The peloton had been chasing so hard that with fewer than 30 kilometers remaining, the breakaway only had a miniscule 40-second advantage, which on a normal day would have meant certain doom.
The race was not going by the books today.
Normally, the sprinters' teams join in the chasing to set their men up for the finish. However, there has been a lot of tension among the sprinters' teams. Mark Cavendish's Team Columbia has been upset that other teams have not aided in the chasing, saying that if they want a chance at victory, they have to put in the work to chase the breakaway. The other teams, though, such as Thor Hushovd's Cervelo TestTeam or Tom Boonen's QuickStep, say that why should they work if Cavendish is going to win the sprint anyways?
Those tensions hit the race hard. Once Saxobank brought the peloton within striking distance of the breakaway, and thus preserving Cancellara's yellow jersey, none of the sprinters' teams became organized.
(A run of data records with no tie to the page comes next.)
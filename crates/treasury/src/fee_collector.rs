//! Fee collection accounting for the treasury
//!
//! Fees accumulate in the fee-collector module account during a block. At the
//! end of the block they are swept: one share is burned and the rest goes to
//! the treasury. `FeeTotals` is the persisted running tally of those sweeps.

use rust_decimal::Decimal;
use serde::{Deserialize, Serialize};
use tracing::{debug, info};
use trichain_types::{ratio_of, Amount, Ratio};

/// Running fee totals across all swept blocks.
#[derive(Debug, Clone, Default, PartialEq, Eq, Serialize, Deserialize)]
pub struct FeeTotals {
    pub collected: Amount,
    pub burned: Amount,
    pub to_treasury: Amount,
    pub blocks_with_fees: u64,
    pub last_block: u64,
    pub highest_block_fees: Amount,
    pub lowest_block_fees: Amount,
}

impl FeeTotals {
    /// Record one end-of-block sweep. Blocks without fees are not counted.
    pub fn record_sweep(&mut self, height: u64, collected: Amount, burned: Amount, to_treasury: Amount) {
        if collected == 0 {
            debug!(target: "treasury", "Block {}: No fees to sweep", height);
            return;
        }
        self.collected = self.collected.saturating_add(collected);
        self.burned = self.burned.saturating_add(burned);
        self.to_treasury = self.to_treasury.saturating_add(to_treasury);
        self.lowest_block_fees = if self.blocks_with_fees == 0 {
            collected
        } else {
            self.lowest_block_fees.min(collected)
        };
        self.highest_block_fees = self.highest_block_fees.max(collected);
        self.blocks_with_fees += 1;
        self.last_block = height;

        info!(
            target: "treasury",
            "Block {}: Swept {} fees ({} burned, {} to treasury)",
            height,
            collected,
            burned,
            to_treasury
        );
    }

    /// Summary statistics, reported alongside the ratio currently in force.
    pub fn stats(&self, current_burn_ratio: Ratio) -> FeeBurnStats {
        let average_per_block = if self.blocks_with_fees > 0 {
            self.collected / self.blocks_with_fees as u128
        } else {
            0
        };
        FeeBurnStats {
            total_collected: self.collected,
            total_burned: self.burned,
            total_to_treasury: self.to_treasury,
            blocks_with_fees: self.blocks_with_fees,
            average_per_block,
            highest_block: self.highest_block_fees,
            lowest_block: self.lowest_block_fees,
            realized_burn_ratio: ratio_of(self.burned, self.collected).unwrap_or(Decimal::ZERO),
            current_burn_ratio,
            last_block: self.last_block,
        }
    }
}

/// Fee burn statistics for monitoring and analytics
#[derive(Debug, Clone, PartialEq, Eq, Serialize, Deserialize)]
pub struct FeeBurnStats {
    pub total_collected: Amount,
    pub total_burned: Amount,
    pub total_to_treasury: Amount,
    pub blocks_with_fees: u64,
    pub average_per_block: Amount,
    pub highest_block: Amount,
    pub lowest_block: Amount,
    /// Burned share of all fees swept so far.
    pub realized_burn_ratio: Ratio,
    pub current_burn_ratio: Ratio,
    pub last_block: u64,
}

#[cfg(test)]
mod tests {
    use super::*;

    #[test]
    fn empty_totals_report_zero() {
        let stats = FeeTotals::default().stats(Decimal::new(8, 1));
        assert_eq!(stats.total_collected, 0);
        assert_eq!(stats.average_per_block, 0);
        assert_eq!(stats.realized_burn_ratio, Decimal::ZERO);
        assert_eq!(stats.current_burn_ratio, Decimal::new(8, 1));
    }

    #[test]
    fn sweeps_accumulate_statistics() {
        let mut totals = FeeTotals::default();
        totals.record_sweep(1, 1_000, 800, 200);
        totals.record_sweep(2, 0, 0, 0);
        totals.record_sweep(3, 2_000, 1_600, 400);
        totals.record_sweep(4, 500, 400, 100);

        let stats = totals.stats(Decimal::new(8, 1));
        assert_eq!(stats.total_collected, 3_500);
        assert_eq!(stats.total_burned, 2_800);
        assert_eq!(stats.total_to_treasury, 700);
        assert_eq!(stats.blocks_with_fees, 3);
        assert_eq!(stats.average_per_block, 1_166);
        assert_eq!(stats.highest_block, 2_000);
        assert_eq!(stats.lowest_block, 500);
        assert_eq!(stats.realized_burn_ratio, Decimal::new(8, 1));
        assert_eq!(stats.last_block, 4);
    }
}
The breakaway's advantage started to actually increase in the last 15 kilometers rather than get demolished.
The breakaway riders could start to hope that they could win.
With five kilometers remaining, Voeckler put in a huge surge, left his breakaway companions for dead, and soloed to the win, only seven seconds ahead of the chasing peloton.
Ignatev barely made it over the line in second place before Cavendish sprinted for third place to gather points for his green jersey.
Five years to the day since Voeckler snatched the yellow jersey from Lance Armstrong in the 2004 edition, the French rider known for his breakaway attempts earned his first Tour stage win.
Cancellara keeps his yellow jersey tonight, ahead of the Astana armada of Lance Armstrong, Alberto Contador, Andreas Kloden, and Levi Leipheimer.
Tomorrow's stage six into Barcelona, Spain, may see a sprint finish, but with many hills along the way, including one right at the finish line, a rider who can climb and deliver a powerful sprint, such as Oscar Friere (Rabobank) or Kim Kirchen (Columbia), could deliver the win rather than a pure sprinter like Cavendish, assuming a breakaway does not survive.